Rust suffers from its hashes not being proper native constructs, so I have to use get and insert methods on them rather than just treating hash entries as variables. As a result there's a vector initialisation that's unneeded much of the time, but changing that would make the code even more verbose.

This is the only language I'm using in which I have to think about types; this probably isn't a bad thing, but I'm out of the habit.
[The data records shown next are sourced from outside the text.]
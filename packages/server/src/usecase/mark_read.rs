//! UseCase: 既読処理
//!
//! ## テスト実装の作業記録
//!
//! ### 何をテストしているか
//! - MarkReadUseCase::execute() メソッド
//! - 同じ (message_id, user_id) への既読は上書きされ、重複しないこと
//!
//! ### どのような状況を想定しているか
//! - 正常系：複数メッセージの一括既読、同じメッセージの再既読
//! - 境界値：存在しないメッセージ ID への既読（そのまま保存される）
//! - 異常系：ストア書き込み失敗（一括書き込みなので既読は 1 件も残らない）

use std::sync::Arc;

use chatroom_shared::time::Clock;

use crate::domain::{
    MessageId, MessageStore, ReadReceipt, RoomEvent, Session, SessionRegistry, Timestamp, UserId,
};

use super::error::FrameError;

#[derive(Debug, Clone, PartialEq, Eq)]
pub struct MarkReadInput {
    pub user_id: UserId,
    pub user_name: String,
    pub message_ids: Vec<MessageId>,
}

/// 既読処理のユースケース
pub struct MarkReadUseCase {
    store: Arc<dyn MessageStore>,
    registry: Arc<dyn SessionRegistry>,
    clock: Arc<dyn Clock>,
}

impl MarkReadUseCase {
    pub fn new(
        store: Arc<dyn MessageStore>,
        registry: Arc<dyn SessionRegistry>,
        clock: Arc<dyn Clock>,
    ) -> Self {
        Self {
            store,
            registry,
            clock,
        }
    }

    /// 既読を記録し、記録時刻を返す
    ///
    /// バッチ内のすべてのメッセージに同じ `read_at` が付く。
    /// 既読は 1 トランザクションで書き込むため、失敗時は何も保存されず
    /// ブロードキャストも行わない。
    pub async fn execute(
        &self,
        session: &Session,
        input: MarkReadInput,
    ) -> Result<Timestamp, FrameError> {
        if !session.may_act_as(&input.user_id) {
            return Err(FrameError::IdentityMismatch {
                session_id: session.id,
                claimed: input.user_id,
            });
        }

        let read_at = Timestamp::new(self.clock.now_millis());
        let receipts: Vec<ReadReceipt> = input
            .message_ids
            .iter()
            .map(|message_id| ReadReceipt {
                message_id: *message_id,
                user_id: input.user_id.clone(),
                user_name: input.user_name.clone(),
                read_at,
            })
            .collect();
        self.store.upsert_read_receipts(&receipts).await?;

        if let Err(e) = self.store.reset_unread(&input.user_id).await {
            tracing::warn!("Failed to reset unread counter for user {}: {}", input.user_id, e);
        }

        let event = RoomEvent::ReadReceiptsUpdated {
            message_ids: input.message_ids,
            user_id: input.user_id,
            user_name: input.user_name,
            read_at,
        };
        self.registry.broadcast(&event, None).await;

        Ok(read_at)
    }
}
fn us(text: &str,mat: &str) -> usize {
    let mut s: HashMap<char,Vec<usize>>=HashMap::new();
    for (i,c) in text.chars().enumerate() {
        let mut sc: Vec<usize>=vec![];
        if s.contains_key(&c) {
            sc=s.get(&c).unwrap().to_vec();
        }
        sc.push(i);
        s.insert(c,sc);
    }
    let mut j: Vec<Vec<usize>>=vec![];
    for c in mat.chars() {
        if s.contains_key(&c) {
            j.push(s.get(&c).unwrap().to_vec());
        } else {
            return 0;
        }
    }
    let mut o: Vec<usize>=vec![1; j[0].len()];
    for m in 1..j.len() {
        let mut n: Vec<usize>=vec![];
        for bi in 0..j[m].len() {
            let mut t: usize=0;
            for ai in 0..j[m-1].len() {
                if j[m-1][ai] < j[m][bi] {
                    t += o[ai];
                }
            }
            n.push(t);
        }
        o=n;
    }
    return o.iter().sum();
}

Full code on github.


  1. Posted by RogerBW at 02:46pm on 15 February 2021

    Most other players didn't bother to check for other regexp-valid punctuation in #1 either. (quotemeta seems like a non-terrible solution.)

    An alternative approach to #2: turn the matcher into a regexp (e.g. l.*o.*n) and then do an exhaustive match on the text. Another: a brute-force search with a binary mask.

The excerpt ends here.